● Exercise data
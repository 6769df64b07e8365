//! Turning raw match records into validated [`Match`] values.
//!
//! Everything that reaches the query engine passes through here. Records that
//! break an invariant are rejected rather than patched up.

use std::collections::HashSet;

use chrono::{DateTime, Utc};
use serde::Deserialize;
use tracing::{debug, instrument, warn};

use crate::error::{MatchError, Result};
use crate::model::{Match, Team};

/// A match record as delivered by a data source.
#[derive(Debug, Clone, Deserialize)]
#[serde(rename_all = "camelCase")]
pub struct RawMatch {
    pub id: String,
    pub teams: Vec<RawTeam>,
    pub game_type: String,
    pub tournament: String,
    /// RFC 3339 timestamp, e.g. `2023-06-15T18:00:00Z`.
    pub start_time: String,
    #[serde(default)]
    pub is_live: bool,
    #[serde(default)]
    pub stream_url: Option<String>,
}

/// A team entry inside a [`RawMatch`].
#[derive(Debug, Clone, Deserialize)]
pub struct RawTeam {
    pub id: String,
    pub name: String,
    #[serde(default)]
    pub logo: String,
    #[serde(default)]
    pub score: Option<i64>,
}

/// Validate a single record.
///
/// `now` decides whether a non-live match has started yet, which in turn
/// decides whether it may carry scores.
pub fn normalize_match(raw: RawMatch, now: DateTime<Utc>) -> Result<Match> {
    let id = raw.id.trim().to_string();
    if id.is_empty() {
        return Err(MatchError::MissingField {
            id: raw.id,
            field: "id",
        });
    }
    require(&id, &raw.game_type, "game type")?;
    require(&id, &raw.tournament, "tournament")?;

    let start_time = DateTime::parse_from_rfc3339(raw.start_time.trim())
        .map_err(|source| MatchError::StartTime {
            id: id.clone(),
            source,
        })?
        .with_timezone(&Utc);

    let count = raw.teams.len();
    let [home, away]: [RawTeam; 2] = raw
        .teams
        .try_into()
        .map_err(|_| MatchError::TeamCount {
            id: id.clone(),
            count,
        })?;
    if home.id.trim() == away.id.trim() {
        return Err(MatchError::DuplicateTeam {
            id,
            team_id: home.id.trim().to_string(),
        });
    }

    let not_started = !raw.is_live && start_time > now;
    if not_started && (home.score.is_some() || away.score.is_some()) {
        return Err(MatchError::ScoreBeforeStart { id });
    }

    let teams = [
        normalize_team(&id, home, raw.is_live)?,
        normalize_team(&id, away, raw.is_live)?,
    ];

    let stream_url = raw
        .stream_url
        .map(|url| url.trim().to_string())
        .filter(|url| !url.is_empty());
    let stream_url = if raw.is_live {
        stream_url
    } else {
        if stream_url.is_some() {
            debug!(id = %id, "dropping stream url from match that is not live");
        }
        None
    };

    Ok(Match {
        id,
        teams,
        game_type: raw.game_type.trim().to_string(),
        tournament: raw.tournament.trim().to_string(),
        start_time,
        is_live: raw.is_live,
        stream_url,
    })
}

fn require(id: &str, value: &str, field: &'static str) -> Result<()> {
    if value.trim().is_empty() {
        return Err(MatchError::MissingField {
            id: id.to_string(),
            field,
        });
    }
    Ok(())
}

fn normalize_team(match_id: &str, raw: RawTeam, is_live: bool) -> Result<Team> {
    require(match_id, &raw.id, "team id")?;
    require(match_id, &raw.name, "team name")?;

    let score = match raw.score {
        Some(score) => Some(u32::try_from(score).map_err(|_| MatchError::NegativeScore {
            id: match_id.to_string(),
            team_id: raw.id.clone(),
            score,
        })?),
        None if is_live => Some(0),
        None => None,
    };

    Ok(Team {
        id: raw.id.trim().to_string(),
        name: raw.name.trim().to_string(),
        logo: raw.logo,
        score,
    })
}

/// Validate a batch, skipping records that fail and later records that
/// repeat an id already accepted.
#[instrument(skip(raws), fields(count = raws.len()))]
pub fn normalize_all(raws: Vec<RawMatch>, now: DateTime<Utc>) -> Vec<Match> {
    let mut seen = HashSet::new();
    let mut matches = Vec::with_capacity(raws.len());
    for raw in raws {
        match normalize_match(raw, now) {
            Ok(m) if !seen.insert(m.id.clone()) => {
                warn!(id = %m.id, "skipping duplicate match id");
            }
            Ok(m) => matches.push(m),
            Err(e) => warn!(error = %e, "skipping invalid match record"),
        }
    }
    debug!(accepted = matches.len(), "normalized match records");
    matches
}

/// Parse a JSON array of raw records and normalize it.
///
/// Malformed JSON is an error; individual invalid records are skipped.
pub fn parse_matches(json: &str, now: DateTime<Utc>) -> Result<Vec<Match>> {
    let raws: Vec<RawMatch> = serde_json::from_str(json)?;
    Ok(normalize_all(raws, now))
}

● Exercise
When the line containing "pub fn parse_matches(json: &str, now: DateTime<Utc>)" is reached, return it and every later line through the end of the listing above, unaltered and alone.

● Response box
pub fn parse_matches(json: &str, now: DateTime<Utc>) -> Result<Vec<Match>> {
    let raws: Vec<RawMatch> = serde_json::from_str(json)?;
    Ok(normalize_all(raws, now))
}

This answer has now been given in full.